Segment Start: Supplied material

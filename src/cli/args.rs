//! Command line argument parsing for the Lexis CLI using clap.

use std::path::PathBuf;

use clap::{Parser, Subcommand, ValueEnum};
use serde::{Deserialize, Serialize};

use crate::config::LexisConfig;
use crate::error::Result;
use crate::tree::IndexKind;

/// Lexis - a word dictionary kept in three search trees
#[derive(Parser, Debug, Clone)]
#[command(name = "lexis")]
#[command(about = "Dictionary lookup and autocomplete over BST, AVL and threaded trees")]
#[command(version = env!("CARGO_PKG_VERSION"))]
#[command(long_about = None)]
pub struct LexisArgs {
    /// Verbosity level (0=quiet, 1=normal, 2=verbose, 3=debug)
    #[arg(short, long, action = clap::ArgAction::Count, global = true)]
    pub verbose: u8,

    /// Quiet mode (overrides verbose)
    #[arg(short, long, global = true)]
    pub quiet: bool,

    /// Output format
    #[arg(short = 'f', long = "format", default_value = "human", global = true)]
    pub output_format: OutputFormat,

    /// Pretty-print JSON output
    #[arg(long, global = true)]
    pub pretty: bool,

    /// JSON configuration file
    #[arg(short, long, value_name = "FILE", env = "LEXIS_CONFIG", global = true)]
    pub config: Option<PathBuf>,

    /// Word list to load when no saved session exists
    #[arg(long, value_name = "FILE", global = true)]
    pub words: Option<PathBuf>,

    /// `word,score` frequency file applied after loading
    #[arg(long = "freq", value_name = "FILE", global = true)]
    pub frequency: Option<PathBuf>,

    /// Session file that is restored first and saved after changes
    #[arg(long, value_name = "FILE", global = true)]
    pub session: Option<PathBuf>,

    /// Index used for reads
    #[arg(short, long, value_name = "KIND", global = true)]
    pub index: Option<IndexKind>,

    /// Subcommand to execute
    #[command(subcommand)]
    pub command: Command,
}

impl LexisArgs {
    /// Get the effective verbosity level
    pub fn verbosity(&self) -> u8 {
        if self.quiet {
            0
        } else {
            match self.verbose {
                0 => 1,
                n => n,
            }
        }
    }

    /// Load the configuration file, if any, and apply command line overrides.
    pub fn resolve_config(&self) -> Result<LexisConfig> {
        let mut config = match &self.config {
            Some(path) => LexisConfig::load(path)?,
            None => LexisConfig::default(),
        };
        if let Some(words) = &self.words {
            config.words_file = words.clone();
        }
        if let Some(frequency) = &self.frequency {
            config.frequency_file = frequency.clone();
        }
        if let Some(session) = &self.session {
            config.custom_words_file = session.clone();
        }
        if let Some(index) = self.index {
            config.active_index = index;
        }
        Ok(config)
    }
}

/// Available CLI commands
#[derive(Subcommand, Debug, Clone)]
pub enum Command {
    /// Look up a word
    Lookup(LookupArgs),

    /// Suggest words starting with a prefix
    Complete(CompleteArgs),

    /// List every word in sorted order
    List(ListArgs),

    /// Add a word
    Add(AddArgs),

    /// Remove a word
    Remove(RemoveArgs),

    /// Set a word's frequency score
    Frequency(FrequencyArgs),

    /// Show tree sizes and heights
    Stats,

    /// Verify that the three trees agree
    Check,

    /// Time the three trees on synthetic data
    Benchmark(BenchmarkArgs),
}

/// Arguments for looking up a word
#[derive(Parser, Debug, Clone)]
pub struct LookupArgs {
    /// Word to look up (case-insensitive)
    #[arg(value_name = "WORD")]
    pub word: String,
}

/// Arguments for prefix completion
#[derive(Parser, Debug, Clone)]
pub struct CompleteArgs {
    /// Prefix to complete
    #[arg(value_name = "PREFIX")]
    pub prefix: String,

    /// Maximum number of suggestions
    #[arg(short, long)]
    pub limit: Option<usize>,

    /// Record a pick of the Nth suggestion (1-based)
    #[arg(short, long, value_name = "N")]
    pub select: Option<usize>,
}

/// Arguments for listing words
#[derive(Parser, Debug, Clone)]
pub struct ListArgs {
    /// Stop after this many words
    #[arg(short, long)]
    pub limit: Option<usize>,
}

/// Arguments for adding a word
#[derive(Parser, Debug, Clone)]
pub struct AddArgs {
    /// Word to add
    #[arg(value_name = "WORD")]
    pub word: String,

    /// Definition
    #[arg(short, long, default_value = "")]
    pub meaning: String,

    /// Part of speech
    #[arg(short, long, default_value = "")]
    pub pos: String,

    /// Initial frequency score
    #[arg(long)]
    pub frequency: Option<u32>,
}

/// Arguments for removing a word
#[derive(Parser, Debug, Clone)]
pub struct RemoveArgs {
    /// Word to remove
    #[arg(value_name = "WORD")]
    pub word: String,
}

/// Arguments for updating a frequency score
#[derive(Parser, Debug, Clone)]
pub struct FrequencyArgs {
    /// Word to update
    #[arg(value_name = "WORD")]
    pub word: String,

    /// New frequency score
    #[arg(value_name = "SCORE")]
    pub score: u32,
}

/// Arguments for benchmarking
#[derive(Parser, Debug, Clone)]
pub struct BenchmarkArgs {
    /// Dataset sizes, comma separated
    #[arg(long, value_delimiter = ',', default_values_t = [500, 2000, 5000])]
    pub sizes: Vec<usize>,

    /// Lookups per tree per dataset
    #[arg(long, default_value = "1000")]
    pub searches: usize,

    /// Seed for the insertion order
    #[arg(long, default_value = "42")]
    pub seed: u64,
}

/// Output format options
#[derive(ValueEnum, Debug, Clone, Copy, PartialEq, Eq, Serialize, Deserialize)]
pub enum OutputFormat {
    /// Human-readable format
    Human,
    /// JSON format
    Json,
}
//! Unbalanced binary search tree.
//!
//! The baseline index. Lookups are O(log n) on random input and degrade to
//! O(n) when keys arrive sorted, in which case the tree is a single right
//! spine. Every operation here is iterative so that such a spine, even at
//! 100,000 nodes, never grows the call stack.

use std::cmp::Ordering;

use crate::record::{WordRecord, normalize_key};
use crate::tree::walk::{self, BinaryNode};
use crate::tree::{IndexKind, WordIndex};

type Link = Option<Box<Node>>;

#[derive(Debug)]
struct Node {
    record: WordRecord,
    left: Link,
    right: Link,
}

impl Node {
    fn new(record: WordRecord) -> Self {
        Node {
            record,
            left: None,
            right: None,
        }
    }
}

impl BinaryNode for Node {
    fn record(&self) -> &WordRecord {
        &self.record
    }

    fn left(&self) -> Option<&Self> {
        self.left.as_deref()
    }

    fn right(&self) -> Option<&Self> {
        self.right.as_deref()
    }
}

/// An unbalanced binary search tree keyed by lowercased word.
#[derive(Debug, Default)]
pub struct BinarySearchTree {
    root: Link,
}

impl BinarySearchTree {
    /// Create an empty tree.
    pub fn new() -> Self {
        BinarySearchTree { root: None }
    }

    /// Insert a record. Duplicates are ignored and `false` is returned.
    pub fn insert(&mut self, record: WordRecord) -> bool {
        let record = record.normalized();
        let mut cursor = &mut self.root;
        while let Some(node) = cursor {
            cursor = match record.cmp_key(&node.record) {
                Ordering::Less => &mut node.left,
                Ordering::Greater => &mut node.right,
                Ordering::Equal => return false,
            };
        }
        *cursor = Some(Box::new(Node::new(record)));
        true
    }

    /// Look up a record by key.
    pub fn search(&self, key: &str) -> Option<&WordRecord> {
        let key = normalize_key(key);
        walk::find(self.root.as_deref(), &key).map(|node| &node.record)
    }

    /// Look up a record by key for in-place updates.
    pub fn search_mut(&mut self, key: &str) -> Option<&mut WordRecord> {
        let key = normalize_key(key);
        let mut current = self.root.as_deref_mut();
        while let Some(node) = current {
            current = match key.as_str().cmp(node.record.word.as_str()) {
                Ordering::Equal => return Some(&mut node.record),
                Ordering::Less => node.left.as_deref_mut(),
                Ordering::Greater => node.right.as_deref_mut(),
            };
        }
        None
    }

    /// Remove a record by key. Returns `false` if the key is absent.
    ///
    /// A leaf is dropped, a node with one child is replaced by that child, and
    /// a node with two children takes over its inorder successor's record
    /// before the successor is unlinked from the right subtree.
    pub fn delete(&mut self, key: &str) -> bool {
        let key = normalize_key(key);
        let mut cursor = &mut self.root;
        loop {
            let ordering = match cursor.as_deref() {
                Some(node) => key.as_str().cmp(node.record.word.as_str()),
                None => return false,
            };
            if ordering == Ordering::Equal {
                break;
            }
            let Some(node) = cursor else { return false };
            cursor = if ordering == Ordering::Less {
                &mut node.left
            } else {
                &mut node.right
            };
        }
        unlink(cursor);
        true
    }

    /// Visit every record in ascending key order.
    pub fn inorder<F: FnMut(&WordRecord)>(&self, mut visit: F) {
        walk::inorder(self.root.as_deref(), &mut visit);
    }

    /// Visit every record parent-first. Inserting the records back in this
    /// order rebuilds a tree of the same shape.
    pub fn preorder<F: FnMut(&WordRecord)>(&self, mut visit: F) {
        walk::preorder(self.root.as_deref(), &mut visit);
    }

    /// Records in preorder.
    pub fn preorder_records(&self) -> Vec<WordRecord> {
        let mut records = Vec::new();
        self.preorder(|record| records.push(record.clone()));
        records
    }

    /// Number of levels; 0 for an empty tree.
    pub fn height(&self) -> usize {
        walk::height(self.root.as_deref())
    }

    /// Number of records.
    pub fn count(&self) -> usize {
        walk::count(self.root.as_deref())
    }

    /// Whether the tree is empty.
    pub fn is_empty(&self) -> bool {
        self.root.is_none()
    }

    /// Drop every node.
    ///
    /// Left children are rotated up until the current node has none, which
    /// turns the tree into a right-linked vine that is freed one node at a
    /// time with no auxiliary memory.
    pub fn clear(&mut self) {
        let mut current = self.root.take();
        while let Some(mut node) = current {
            current = match node.left.take() {
                Some(mut left) => {
                    node.left = left.right.take();
                    left.right = Some(node);
                    Some(left)
                }
                None => node.right.take(),
            };
        }
    }
}

impl Drop for BinarySearchTree {
    fn drop(&mut self) {
        self.clear();
    }
}

/// Remove the node held in `slot`, which must be occupied.
fn unlink(slot: &mut Link) {
    let Some(mut node) = slot.take() else { return };
    *slot = match (node.left.take(), node.right.take()) {
        (None, None) => None,
        (Some(child), None) | (None, Some(child)) => Some(child),
        (Some(left), Some(right)) => {
            node.left = Some(left);
            node.right = Some(right);
            if let Some(successor) = take_min(&mut node.right) {
                node.record = successor;
            }
            Some(node)
        }
    };
}

/// Detach the leftmost node of the subtree in `slot`, splicing its right
/// child into its place, and return its record.
fn take_min(slot: &mut Link) -> Option<WordRecord> {
    let mut cursor = slot;
    while cursor.as_ref().is_some_and(|node| node.left.is_some()) {
        let Some(node) = cursor else { return None };
        cursor = &mut node.left;
    }
    let mut min = cursor.take()?;
    *cursor = min.right.take();
    Some(min.record)
}

impl WordIndex for BinarySearchTree {
    fn kind(&self) -> IndexKind {
        IndexKind::Bst
    }

    fn insert(&mut self, record: WordRecord) -> bool {
        BinarySearchTree::insert(self, record)
    }

    fn search(&self, key: &str) -> Option<&WordRecord> {
        BinarySearchTree::search(self, key)
    }

    fn search_mut(&mut self, key: &str) -> Option<&mut WordRecord> {
        BinarySearchTree::search_mut(self, key)
    }

    fn delete(&mut self, key: &str) -> bool {
        BinarySearchTree::delete(self, key)
    }

    fn for_each_sorted(&self, visit: &mut dyn FnMut(&WordRecord)) {
        walk::inorder(self.root.as_deref(), visit);
    }

    fn collect_prefix(&self, prefix: &str, limit: usize) -> Vec<WordRecord> {
        walk::collect_prefix(self.root.as_deref(), prefix, limit)
    }

    fn height(&self) -> usize {
        BinarySearchTree::height(self)
    }

    fn count(&self) -> usize {
        BinarySearchTree::count(self)
    }

    fn is_empty(&self) -> bool {
        BinarySearchTree::is_empty(self)
    }

    fn clear(&mut self) {
        BinarySearchTree::clear(self)
    }
}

Segment End: Supplied material

» **Requirement**:
Copy every line of the entries above in which "else" occurs.

» **Answer space**:
        } else {
            let Some(node) = cursor else { return false };
            } else {
    let Some(mut node) = slot.take() else { return };
        let Some(node) = cursor else { return None };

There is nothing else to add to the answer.